- Это сделаешь ты. Вначале я хотел, чтобы его получили те, у кого на руках больше колец храбрости[98]. Но это не совсем справедливо.
- Не справедливо? – искренне удивился Артай.
- Да, мы обидим молодых. Ведь в их жизни было меньше случаев отличиться. Поэтому пусть удача решается жребием. Отряды уже разбиты на сотни. Проследи, чтобы каждой из них оружия досталось поровну.
- Хорошо, Ант. Прежде чем уйти, мне нужно сказать тебе...– Артай закашлялся и повертел в пальцах мусат, узкий точильный брусок, висевший у пояса. – Правда, толковать об этом вроде и не время, но...
Ант поднял на побратима усталый взгляд и коротко докончил:
- Ты хочешь жениться.
- Да. Мы с Альмагуль просим твоего позволения.
Асо засмеялся и обнял смущенного воина:
- Конечно, я рад, Артай. Кто может пожелать своей сестре лучшего мужа? Но свадьбу придется справить позднее: для веселья сейчас слишком невеселые времена. Я думаю, вы оба не обидитесь, если мы выпьем за ваше счастье пока что вдвоем с тобою. Зови мать и сестру. И клянусь тенью отца: свадебный пир у вас будет на славу, дай только прежде накормить досыта прожорливых гостей из степи, набить им глотки острым железом, посоленным их собственной кровью...
Последние слова асо говорил почти шепотом, но ненависти в них было больше, чем в яростном крике. И Артай подумал, что сердце его побратима напоминает сейчас металл, кипящий в плавильной печи. Несколько лишних мгновений –и он, не найдя выхода, взорвет стенки горна или сам превратится в порошок. И пусть Угабар был не прав, ускорив события своим необдуманным поступком, – все равно он совершил нужное дело, ибо даже огнестойкая оболочка не может быть вечной.
Глава 14
- Двадцать, тридцать, сорок, пятьдесят! – Нахохлившись, как коршун, шаньюй сидел на коне и пересчитывал бунчуки проходивших мимо сотен. С белогорий дул холодный ветер, высекая из глаз слезу и ероша огненный мех на лисьем малахае хуннуского владыки. Плащ из грубой верблюжьей шерсти ниспадал с плеч шаньюя ниже конского брюха. По подолу плаща, словно бубенцы шаманской шубы, висели прошлогодние репейники. Рядом с шаньюем, тоже верхами, стояли Ли Лин и Ильменгир.
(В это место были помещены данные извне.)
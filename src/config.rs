// SPDX-License-Identifier: MIT
//
// Copyright (c) 2025 Alexandre Severino
//
// Permission is hereby granted, free of charge, to any person obtaining a copy
// of this software and associated documentation files (the "Software"), to deal
// in the Software without restriction, including without limitation the rights
// to use, copy, modify, merge, publish, distribute, sublicense, and/or sell
// copies of the Software, and to permit persons to whom the Software is
// furnished to do so, subject to the following conditions:
//
// The above copyright notice and this permission notice shall be included in
// all copies or substantial portions of the Software.
//
// THE SOFTWARE IS PROVIDED "AS IS", WITHOUT WARRANTY OF ANY KIND, EXPRESS OR
// IMPLIED, INCLUDING BUT NOT LIMITED TO THE WARRANTIES OF MERCHANTABILITY,
// FITNESS FOR A PARTICULAR PURPOSE AND NONINFRINGEMENT. IN NO EVENT SHALL THE
// AUTHORS OR COPYRIGHT HOLDERS BE LIABLE FOR ANY CLAIM, DAMAGES OR OTHER
// LIABILITY, WHETHER IN AN ACTION OF CONTRACT, TORT OR OTHERWISE, ARISING FROM,
// OUT OF OR IN CONNECTION WITH THE SOFTWARE OR THE USE OR OTHER DEALINGS IN THE
// SOFTWARE.

use std::{fs, path::Path};

use serde::{Deserialize, Serialize};

use crate::error::{Error, Result};

/// Working precisions and the epsilon used at each comparison site.
///
/// `fast_bits`/`fast_eps` gate the numeric phase of the classifier: bounding
/// boxes, orientation signs and the on-segment test. `exact_bits`/`exact_eps`
/// gate the fallback: a delayed expression whose magnitude stays below
/// `exact_eps` at `exact_bits` is treated as zero.
#[derive(Clone, Debug, PartialEq, Serialize, Deserialize)]
#[serde(default)]
pub struct Tolerances {
    pub fast_bits: u32,
    pub exact_bits: u32,
    pub fast_eps: f64,
    pub exact_eps: f64,
}

impl Default for Tolerances {
    fn default() -> Self {
        Self {
            // ~80 decimal digits
            fast_bits: 266,
            exact_bits: 1024,
            fast_eps: 1e-30,
            exact_eps: 1e-50,
        }
    }
}

/// What a range predicate answers when its operands cannot be evaluated.
#[derive(Clone, Copy, Debug, Default, PartialEq, Eq, Serialize, Deserialize)]
#[serde(rename_all = "kebab-case")]
pub enum EvalFallback {
    /// Treat the parameter as inside the range, i.e. report contact.
    #[default]
    AssumeInRange,
    AssumeOutOfRange,
}

impl EvalFallback {
    pub fn answer(self) -> bool {
        matches!(self, EvalFallback::AssumeInRange)
    }
}

#[derive(Clone, Debug, PartialEq, Serialize, Deserialize)]
#[serde(default)]
pub struct ExactConfig {
    pub tolerances: Tolerances,
    pub eval_fallback: EvalFallback,
    pub detect_containment: bool,
    /// Worker threads for record decisions; `None` or `Some(1)` runs inline.
    pub jobs: Option<usize>,
}

impl Default for ExactConfig {
    fn default() -> Self {
        Self {
            tolerances: Tolerances::default(),
            eval_fallback: EvalFallback::default(),
            detect_containment: true,
            jobs: None,
        }
    }
}

impl ExactConfig {
    pub fn from_json_str(text: &str) -> Result<Self> {
        serde_json::from_str(text).map_err(Error::Config)
    }

    pub fn load<P: AsRef<Path>>(path: P) -> Result<Self> {
        let text = fs::read_to_string(path)?;
        Self::from_json_str(&text)
    }

    pub fn parallelism(&self) -> usize {
        self.jobs.unwrap_or(1).max(1)
    }
}

#[cfg(test)]
mod tests {
    use super::*;
    use test_log::test;

    #[test]
    fn partial_documents_keep_defaults() {
        let cfg = ExactConfig::from_json_str(r#"{"tolerances":{"exact_bits":2048},"jobs":4}"#)
            .unwrap();
        assert_eq!(cfg.tolerances.exact_bits, 2048);
        assert_eq!(cfg.tolerances.fast_bits, 266);
        assert_eq!(cfg.eval_fallback, EvalFallback::AssumeInRange);
        assert!(cfg.detect_containment);
        assert_eq!(cfg.parallelism(), 4);
    }

    #[test]
    fn fallback_names_are_kebab_case() {
        let cfg =
            ExactConfig::from_json_str(r#"{"eval_fallback":"assume-out-of-range"}"#).unwrap();
        assert_eq!(cfg.eval_fallback, EvalFallback::AssumeOutOfRange);
        assert!(!cfg.eval_fallback.answer());
    }

    #[test]
    fn unknown_fallback_is_a_config_error() {
        let err = ExactConfig::from_json_str(r#"{"eval_fallback":"guess"}"#).unwrap_err();
        assert!(matches!(err, Error::Config(_)));
    }
}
Они искоса поглядывали на неподвижное лицо владыки, стараясь проникнуть в его мысли. Мрачная отчужденность и молчаливость шаньюя беспокоили особенно Ли Лина. Правда, шаньюй ни словом, ни намеком не упрекнул джуки-князя, да и в чем было упрекать? Разве мыслимо держать в повиновении враждебную страну, имея под рукой всего тысячу солдат?
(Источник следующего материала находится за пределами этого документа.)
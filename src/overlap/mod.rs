// SPDX-License-Identifier: MIT
//
// Copyright (c) 2025 Alexandre Severino
//
// Permission is hereby granted, free of charge, to any person obtaining a copy
// of this software and associated documentation files (the "Software"), to deal
// in the Software without restriction, including without limitation the rights
// to use, copy, modify, merge, publish, distribute, sublicense, and/or sell
// copies of the Software, and to permit persons to whom the Software is
// furnished to do so, subject to the following conditions:
//
// The above copyright notice and this permission notice shall be included in
// all copies or substantial portions of the Software.
//
// THE SOFTWARE IS PROVIDED "AS IS", WITHOUT WARRANTY OF ANY KIND, EXPRESS OR
// IMPLIED, INCLUDING BUT NOT LIMITED TO THE WARRANTIES OF MERCHANTABILITY,
// FITNESS FOR A PARTICULAR PURPOSE AND NONINFRINGEMENT. IN NO EVENT SHALL THE
// AUTHORS OR COPYRIGHT HOLDERS BE LIABLE FOR ANY CLAIM, DAMAGES OR OTHER
// LIABILITY, WHETHER IN AN ACTION OF CONTRACT, TORT OR OTHERWISE, ARISING FROM,
// OUT OF OR IN CONNECTION WITH THE SOFTWARE OR THE USE OR OTHER DEALINGS IN THE
// SOFTWARE.

pub mod classify;
pub mod kind;

pub use classify::{OverlapClassifier, bounds_overlap};
pub use kind::OverlapKind;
Ведь шаньюй и сам не рассчитывал на мир, когда велел передать Анту Бельгутаю свой приказ о выплате дани. Может быть, на него подействовали наветы и сплетни, которые привез Этрук? «Неужели он перестал доверять мне?» – думал Ли Лин, тревожась все больше.
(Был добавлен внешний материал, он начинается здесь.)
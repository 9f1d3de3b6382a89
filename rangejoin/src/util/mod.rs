// Copyright (C) 2024 Tristan Gerritsen <tristan@thewoosh.org>
// All Rights Reserved.

mod slice_join_ext;

pub use self::slice_join_ext::SliceJoinExt;
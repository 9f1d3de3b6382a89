// Copyright (C) 2024 Tristan Gerritsen <tristan@thewoosh.org>
// All Rights Reserved.

use serde::Deserialize;

use crate::{ConfigError, Constants};

#[derive(Debug, Clone, Default, Deserialize)]
#[serde(default)]
#[serde(rename_all = "kebab-case")]
pub struct ConfigRoot {
    pub log: ConfigSectionLog,
    pub join: ConfigSectionJoin,
}

impl ConfigRoot {
    pub fn from_toml_str(contents: &str) -> Result<Self, ConfigError> {
        Ok(toml::from_str(contents)?)
    }
}

#[derive(Debug, Clone, Default, Deserialize)]
#[serde(default)]
#[serde(rename_all = "kebab-case")]
pub struct ConfigSectionLog {
    pub debug: bool,
}

#[derive(Debug, Clone, Deserialize)]
#[serde(default)]
#[serde(rename_all = "kebab-case")]
pub struct ConfigSectionJoin {
    pub separator: String,

    /// Command-line elements equal to this marker are treated as absent.
    pub absent_marker: Option<String>,
}

impl Default for ConfigSectionJoin {
    fn default() -> Self {
        Self {
            separator: Constants::DEFAULT_SEPARATOR.to_string(),
            absent_marker: None,
        }
    }
}
// Copyright (C) 2024 Tristan Gerritsen <tristan@thewoosh.org>
// All Rights Reserved.

use std::marker::PhantomData;

pub struct Constants {
    _marker: PhantomData<String>,
}

impl Constants {
    /// Bytes reserved per joined element before the first push. Only a hint,
    /// the buffer still grows when elements render longer.
    pub const CAPACITY_HINT_PER_ELEMENT: usize = 16;

    pub const DEFAULT_SEPARATOR: &'static str = ",";

    pub const CONFIG_FILE_NAME: &'static str = "rangejoin.toml";
}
И тут шаньюй, словно почувствовав волнение наместника, повернулся к нему:
- Я слышал, князь, ты свел дружбу с динлинами. Это правда, что они звали тебя на свои праздники и пиры? – Зеленые глаза шаньюя уперлись в лицо Ли Лина, как два копья.
Наместник призвал все свое мужество, чтобы не отвести взгляда.
- Да, – сказал он. – Я бывал в гостях у динлинов.
- Но говорят, ты искал дружбы даже в домах простых охотников и пастухов?
- И это правда. Ибо хороший правитель должен знать обычаи и нрав народа, над которым он поставлен. Так я думал.
– Возможно, ты думал правильно, – поигрывая камчой, заговорил шаньюй. – Ты изучал народ и завтра будешь с ним воевать. Я хочу, чтобы вы с гудухэу после разгрома динлинов возглавили арканные сотни[99]. Они пройдут по стране, как степной пожар, и выжгут ее дотла, не оставив ни одного колоса. Женщин мы уведем в Орду, мужчин и мальчиков истребим без пощады. Уцелевшие же пусть сидят в лесах и платят дань, а на равнинах я поселю хунну... Но ты, князь, чем-то недоволен?
Ли Лин покачал головой:
- Я выполню и этот твой приказ, государь, хотя мне он не по душе.
- Чем же?
- Если вы собираетесь оставить меня наместником динлинов, то я не должен возглавлять арканные сотни.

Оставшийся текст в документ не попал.